US policy in Asia heads from bad to worse
12 Feb 2019|

If the past year is any indication of the year ahead, US policy in Asia will be erratic and self-serving. The beginnings of an Indo-Pacific strategy notwithstanding, the Trump administration continues to work out its issues with countries in the region bilaterally and sporadically.

Donald Trump’s trade confrontation with China is yet to produce a negotiated solution. The challenge is structural and no amount of Chinese promises to ‘buy American’ will fix the underlying problems.

The challenge posed by Chinese companies is felt far beyond the US government. The Department of Justice’s enforcement of US law on companies accused of commercial espionage and cyber theft is only strengthening. Beyond the high-profile detention in Canada and pending extradition of Huawei’s CFO Meng Wanzhou, numerous indictments of Chinese companies are being pursued.

Without real change in Beijing’s enforcement of intellectual property theft, simply shifting the trade balance towards a more favourable direction for the United States will be insufficient to address the economic strain.

Trump’s approach to China is not only about commerce. Vice President Mike Pence’s speech in October made that clear. A wide-ranging critique of China’s behaviour in the US and efforts to expand its influence abroad, the speech was welcomed by some in Asia as evidence that the US is ready to stand up to China.

But across the Indo-Pacific a more openly pugilistic US relationship with China unsettles nerves. Is it a ‘new cold war’? Not yet, but the US and China are clearly on a deeply contentious path. It’s an open question whether Washington is up to the challenge of engaging in sustained, strategic competition with Beijing and whether it can maintain the like-minded regional coalition that will be necessary.

A second challenge for Washington is realising the promise of threat reduction claimed by Trump and North Korean leader Kim Jong-un in Singapore. The president is fond of declaring his administration’s diplomacy with Kim a success, but his own intelligence agencies disagree that North Korea is prepared to denuclearise.

Over the past year, to be sure, there were no missile or nuclear tests. Yet there was also no progress in getting Pyongyang to catalogue its nuclear and missile facilities or to open its production sites for international inspection. The on-again, off-again diplomacy to set up a second summit suggested a major setback. But Trump and Kim will now meet in Vietnam on 27 and 28 February.

Perhaps the most pervasive problem for US foreign-policymakers is not the behaviour of other global actors, in Asia or elsewhere. Crippling divisions within the Trump administration itself, and between the administration and the legislative and judicial branches of the US government, could make any attempt to marshal US resources into foreign relations almost impossible.

With the government shutdown, the Mueller investigation and its criminal indictments, and the increased scrutiny of Congress on the administration, it will be a year of domestic entanglement for the president and his White House.

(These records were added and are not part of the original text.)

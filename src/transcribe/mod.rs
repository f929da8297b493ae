use std::path::Path;
use std::time::Duration;

use anyhow::Context;
use async_trait::async_trait;
use reqwest::multipart;
use serde::Deserialize;

use crate::config::RetryConfig;
use crate::errors::TranscriptionError;
use crate::retry::retry_with_backoff;

/// Plain-text transcription of a run's audio track.
///
/// Created once per run, immutable, shared read-only by every per-language
/// translation. The source language is whatever the speech-to-text service
/// auto-detected.
#[derive(Debug, Clone)]
pub struct Transcript {
    text: String,
}

impl Transcript {
    /// Build a transcript from the raw service response, rejecting empty or
    /// whitespace-only results.
    pub fn from_service_text(text: String) -> Result<Self, TranscriptionError> {
        if text.trim().is_empty() {
            return Err(TranscriptionError::EmptyTranscript);
        }
        Ok(Self { text })
    }

    pub fn text(&self) -> &str {
        &self.text
    }
}

/// Trait for the external speech-to-text service.
///
/// The audio file is sent whole; no chunking or streaming.
#[async_trait]
pub trait SpeechToText: Send + Sync {
    /// Transcribe the audio file at `audio` and return the raw reported text.
    async fn transcribe(&self, audio: &Path) -> Result<String, TranscriptionError>;
}

#[derive(Debug, Deserialize)]
struct TranscriptionResponse {
    text: String,
}

/// Speech-to-text client for an OpenAI-compatible `/v1/audio/transcriptions`
/// endpoint (Whisper).
pub struct WhisperApiTranscriber {
    client: reqwest::Client,
    endpoint: String,
    api_key: String,
    model: String,
    retry: RetryConfig,
}

impl WhisperApiTranscriber {
    pub fn new(
        endpoint: impl Into<String>,
        api_key: impl Into<String>,
        model: impl Into<String>,
        request_timeout: Duration,
        retry: RetryConfig,
    ) -> crate::Result<Self> {
        let client = reqwest::Client::builder()
            .timeout(request_timeout)
            .build()
            .context("Failed to build HTTP client for the speech-to-text service")?;
        Ok(Self {
            client,
            endpoint: endpoint.into(),
            api_key: api_key.into(),
            model: model.into(),
            retry,
        })
    }

    fn api_url(&self) -> String {
        format!(
            "{}/v1/audio/transcriptions",
            self.endpoint.trim_end_matches('/')
        )
    }

    /// One request attempt. The outer `Result` is fatal (do not retry); the
    /// inner one is retryable (network trouble, 5xx, rate limiting).
    async fn send_once(
        &self,
        audio: &Path,
    ) -> Result<Result<String, TranscriptionError>, TranscriptionError> {
        let bytes = tokio::fs::read(audio)
            .await
            .map_err(|source| TranscriptionError::ReadAudio {
                path: audio.to_path_buf(),
                source,
            })?;

        let file_name = audio
            .file_name()
            .map(|n| n.to_string_lossy().into_owned())
            .unwrap_or_else(|| "audio.wav".to_string());

        let form = multipart::Form::new().text("model", self.model.clone()).part(
            "file",
            multipart::Part::bytes(bytes)
                .file_name(file_name)
                .mime_str("audio/wav")
                .map_err(|e| TranscriptionError::Request(e.to_string()))?,
        );

        let response = match self
            .client
            .post(self.api_url())
            .bearer_auth(&self.api_key)
            .multipart(form)
            .send()
            .await
        {
            Ok(response) => response,
            Err(e) => return Ok(Err(TranscriptionError::Request(e.to_string()))),
        };

        let status = response.status();
        if !status.is_success() {
            let message = response
                .text()
                .await
                .unwrap_or_else(|_| "Failed to get error response text".to_string());
            let api_error = TranscriptionError::Api {
                status: status.as_u16(),
                message,
            };
            if status.is_server_error() || status.as_u16() == 429 {
                return Ok(Err(api_error));
            }
            // Client error, retrying will not help.
            return Err(api_error);
        }

        let parsed: TranscriptionResponse = response
            .json()
            .await
            .map_err(|e| TranscriptionError::Request(format!("invalid response body: {e}")))?;
        Ok(Ok(parsed.text))
    }
}

#[async_trait]
impl SpeechToText for WhisperApiTranscriber {
    async fn transcribe(&self, audio: &Path) -> Result<String, TranscriptionError> {
        retry_with_backoff(&self.retry, "Speech-to-text", || self.send_once(audio)).await
    }
}

#[cfg(test)]
mod tests {
    use super::*;

    #[test]
    fn test_transcript_rejects_empty_service_text() {
        assert!(matches!(
            Transcript::from_service_text(String::new()),
            Err(TranscriptionError::EmptyTranscript)
        ));
        assert!(matches!(
            Transcript::from_service_text("   \n".to_string()),
            Err(TranscriptionError::EmptyTranscript)
        ));
    }

    #[test]
    fn test_transcript_keeps_text_verbatim() {
        let transcript = Transcript::from_service_text("hello world".to_string()).unwrap();
        assert_eq!(transcript.text(), "hello world");
    }

    #[test]
    fn test_transcription_response_parses_text_field() {
        let body = r#"{"text":"hello world"}"#;
        let parsed: TranscriptionResponse = serde_json::from_str(body).unwrap();
        assert_eq!(parsed.text, "hello world");
    }

    #[test]
    fn test_api_url_normalizes_trailing_slash() {
        let t = WhisperApiTranscriber::new(
            "https://api.openai.com/",
            "key",
            "whisper-1",
            Duration::from_secs(1),
            RetryConfig::default(),
        )
        .unwrap();
        assert_eq!(
            t.api_url(),
            "https://api.openai.com/v1/audio/transcriptions"
        );
    }
}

The foreign policy consequences of this domestic turbulence cannot be overlooked. Already, the Trump administration’s decision-making has led to the loss of advisers with critical foreign policy expertise, such as former defence secretary Jim Mattis. There also seems to be a much-diminished capacity within the White House for organised intra-agency debate over US strategic priorities.

Some think that the president is now more empowered to act in line with his ambitions, and so foreign policy will become more aligned with his ‘America First’ premise. Perhaps that’s true. But even if there are fewer experts in the government to challenge Trump’s vision, he will still have to implement his goals. And that may become more difficult than ever.

Frustrations at home could just as easily produce even more brittle and reactive decision-making by the president, making it impossible to reach or implement meaningful agreements with others around the globe. Also worrisome is that, with all this domestic contest, the Trump administration will be overly eager to create evidence of foreign policy successes. Prematurely declaring victory in the trade war with China or in negotiations with North Korea could leave the region, and the globe, less stable.

As former deputy secretary of state Antony Blinken pointed out, for all the Trump administration’s breathless talk of crises, the president has yet to face a real challenge to US interests. A crisis could expose the administration’s haphazard decision-making procedures and its intragovernmental divisions. Congress is growing more active in trying to assert its role in a crisis, with some members proposing limits on the president’s use of nuclear weapons.

US success in mitigating strategic tensions with China is unlikely, and no US president has yet found the magic solution to persuading Pyongyang to abandon its nuclear quest.

Nor does Washington seem well placed to assist its friends and allies with their own problems. Of particular concern is the deteriorating relationship between Japan and South Korea. This is a moment that cries out for diplomatic assistance from countries like the US, which see what the heightened risk of a military clash could mean for the future of Northeast Asia.

Add to that the alarming signs that Trump really does want to step back from US treaty commitments to allies in NATO, South Korea and perhaps even Japan, and 2019 could end up being a far bigger watershed in US policy towards Asia than anyone cares to imagine.